Через три дня после визита к Костюшко состоялся суд над дезертиром. Мельчинский привез из Фонтенбло не только Глебова. Сам полковник Ридигер явился свидетельствовать против предателя, предъявив суду подписанную испанцами реляцию. Но Войцеха, искренне обрадовавшегося свиданию с бывшим командиром, словно холодной водой окатило.
— С врагами отечества дружбу водите, господин поручик, — сквозь зубы процедил полковник, — песни крамольные распеваете. Стыдитесь.
— У моего отечества и друзья найдутся, — ледяным тоном ответил Войцех, — и я пока не уверен, кто ему враг. Прощайте, господин полковник, служить под вашей командой было честью.
Шемет, все же, провел вечер с Глебовым в маленьком кафе, обмениваясь новостями и воспоминаниями. Молодые люди избегали говорить о политике, и время пролетело незаметно, но к обоюдному удовольствию.
Казака повесили на рассвете через три дня после суда. Смотреть на казнь Шемет не пошел. Ненависть, всколыхнувшаяся опаляющей волной при встрече с врагом, не ушла и после его смерти, но тихо осела в глубине памяти.
С друзьями Войцех простился еще днем, договорившись списаться после того, как фрайкор вернется в Германию. Почта теперь работала исправно, и потерять друг друга им не грозило. В Пасси он отправился к вечеру, уже уложив вещи для дальней дороги, грозившей затянуться на долгий срок, ехать он намеревался верхом. Йорик, словно догадываясь, что ему предстоит, поглядел на хозяина с укоризной, но сморщенное зимнее яблоко сжевал.
Первое, что бросилось Войцеху в глаза в маленькой гостиной Линуси, — отрывной календарь на стене. Начинался он с завтрашнего дня, и на первом листе одинокий всадник въезжал в длинную аллею меж склонившихся над ней деревьев, теряющуюся в бескрайней дали. Черно-белые рисунки пером, печальные, но прекрасные, были на каждой страничке, но когда он попытался заглянуть в конец, Линуся накрыла его руку своей.
— Не подглядывай, — улыбнулась она, — вернешься — увидишь.
Войцех поцеловал маленькую ладошку, обнаружив на ней свежие следы алой и зеленой краски. Теперь ему стало ясно, что Линуся торопливо и смущенно прятала в рабочий сундучок при его приходе.
— Хочешь, я тебе в письмах рисунки посылать буду? — опустив глаза, спросила Линуся. — Они, конечно…
— Они прекрасны, — не дал ей договорить Войцех, — и, поверь, я бы сказал то же самое, если бы не знал художницу.

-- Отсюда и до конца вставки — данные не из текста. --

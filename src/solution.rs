use std::collections::{HashMap, HashSet};

use itertools::Itertools;
use petgraph::algo::connected_components;
use petgraph::graphmap::UnGraphMap;
use thiserror::Error;

use crate::location::Location;
use crate::puzzle::Puzzle;

/// Index of a colour pair in [`Puzzle::colours`].
pub type ColourId = usize;

/// Ways a [`Solution`] can fail to solve a [`Puzzle`].
#[derive(Clone, Copy, Debug, Eq, Error, PartialEq)]
pub enum SolutionDefect {
    /// A traversable cell is left empty.
    #[error("cell {0} belongs to no colour")]
    Unowned(Location),
    /// A cell is claimed by two colours.
    #[error("cell {0} belongs to more than one colour")]
    Overlap(Location),
    /// A colour claims a hole or bridge hub.
    #[error("cell {0} cannot carry a path")]
    NotTraversable(Location),
    /// A colour is missing one of its own termini.
    #[error("colour {0} does not own both of its termini")]
    MissingTerminus(ColourId),
    /// A colour's cells are not one connected piece.
    #[error("colour {0} is split into several pieces")]
    Disconnected(ColourId),
    /// A colour's cells are connected but do not form a single path.
    #[error("colour {0} branches or loops at {1}")]
    NotSimple(ColourId, Location),
    /// The solution was made for a puzzle with a different number of colours.
    #[error("the solution has {found} colours but the puzzle has {expected}")]
    ColourCount { expected: usize, found: usize },
}

/// Cells owned by each colour.
///
/// During search this is the partial state of one branch; each branch owns its copy outright, so cloning is a deep copy.
/// Once the search succeeds, the same value is the answer.
#[derive(Clone, Debug, Default, Eq, PartialEq)]
pub struct Solution {
    colours: Vec<HashSet<Location>>,
}

impl Solution {
    /// An empty solution for `colour_count` colours.
    pub fn new(colour_count: usize) -> Self {
        Self {
            colours: vec![HashSet::new(); colour_count],
        }
    }

    /// Assign `location` to `colour`. Colours beyond the declared count are ignored.
    pub fn add(&mut self, colour: ColourId, location: Location) {
        if let Some(cells) = self.colours.get_mut(colour) {
            cells.insert(location);
        }
    }

    /// `true` if any colour owns `location`.
    pub fn contains(&self, location: Location) -> bool {
        self.colours.iter().any(|cells| cells.contains(&location))
    }

    /// `true` if `colour` owns `location`.
    pub fn has_colour(&self, location: Location, colour: ColourId) -> bool {
        self.colours.get(colour).is_some_and(|cells| cells.contains(&location))
    }

    /// The colour owning `location`, if any.
    pub fn colour_of(&self, location: Location) -> Option<ColourId> {
        self.colours.iter().position(|cells| cells.contains(&location))
    }

    /// How many colours this solution was made for.
    pub fn colour_count(&self) -> usize {
        self.colours.len()
    }

    /// The cells owned by `colour`.
    pub fn cells_of(&self, colour: ColourId) -> Option<&HashSet<Location>> {
        self.colours.get(colour)
    }

    /// Every colour with its cells, in colour order.
    pub fn colours(&self) -> impl Iterator<Item = (ColourId, &HashSet<Location>)> {
        self.colours.iter().enumerate()
    }

    /// Flatten into a lookup from cell to owning colour.
    pub fn to_map(&self) -> HashMap<Location, ColourId> {
        self.colours()
            .flat_map(|(colour, cells)| cells.iter().map(move |location| (*location, colour)))
            .collect()
    }

    /// Check that this is a full solution of `puzzle`: every traversable cell is owned exactly once,
    /// and each colour's cells form one simple path between its termini.
    ///
    /// Adjacency follows the puzzle's topology, so cells separated by a wall are not neighbours.
    pub fn validate(&self, puzzle: &Puzzle) -> Result<(), SolutionDefect> {
        let topology = puzzle.topology();
        if self.colours.len() != puzzle.colours().len() {
            return Err(SolutionDefect::ColourCount { expected: puzzle.colours().len(), found: self.colours.len() });
        }

        let mut owners: HashMap<Location, ColourId> = HashMap::new();
        for (colour, cells) in self.colours() {
            for location in cells {
                if !topology.is_traversable(*location) {
                    return Err(SolutionDefect::NotTraversable(*location));
                }
                if owners.insert(*location, colour).is_some() {
                    return Err(SolutionDefect::Overlap(*location));
                }
            }
        }

        if let Some(location) = topology.traversable_positions().find(|location| !owners.contains_key(location)) {
            return Err(SolutionDefect::Unowned(location));
        }

        for (colour, (start, end)) in puzzle.colours().iter().enumerate() {
            let cells = &self.colours[colour];
            if !cells.contains(start) || !cells.contains(end) {
                return Err(SolutionDefect::MissingTerminus(colour));
            }

            let mut graph: UnGraphMap<Location, ()> = UnGraphMap::with_capacity(cells.len(), cells.len());
            for location in cells {
                graph.add_node(*location);
            }
            for location in cells {
                for (neighbour, _) in topology.neighbours(*location) {
                    if cells.contains(&neighbour) {
                        graph.add_edge(*location, neighbour, ());
                    }
                }
            }

            if connected_components(&graph) != 1 {
                return Err(SolutionDefect::Disconnected(colour));
            }

            // a simple path: the termini are its ends and everything else sits between exactly two cells
            let bad = cells.iter()
                .sorted()
                .find(|location| {
                    let degree = graph.neighbors(**location).count();
                    let is_terminus = *location == start || *location == end;
                    match (is_terminus, start == end) {
                        (_, true) => degree != 0,
                        (true, false) => degree != 1,
                        (false, false) => degree != 2,
                    }
                });
            if let Some(location) = bad {
                return Err(SolutionDefect::NotSimple(colour, *location));
            }
        }

        Ok(())
    }
}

Я тобой горжусь, и мне жаль, что не могу сделать для тебя того же. Разве что на барабане сыграть, говорят, у меня это неплохо выходит.
— Обзаведусь барабаном к твоему возвращению, — рассмеялась Каролина, — послушаем, так ли ты хорош, как говорят.
Они неторопливо поужинали вдвоем, и разговор вели о Польше и живописи, о музыке и книгах, о войне и о надеждах на новый, свободный мир. И только о грядущей разлуке говорить избегали, и оба тянули время до того часа, когда оно помчится безоглядно в последних объятиях и поцелуях.
На рассвете, после бессонной ночи, Мельчинский привел Йорика с поклажей к дверям дома в Пасси.
— Шесть утра, — сказал он, глядя на серебряный брегет, — десятое мая тысяча восемьсот четырнадцатого года. Год начался, Войтусь. Счастливого пути.
— Я не уезжаю, — ответил Войцех, глядя в печальное лицо Линуси, — я еду к тебе.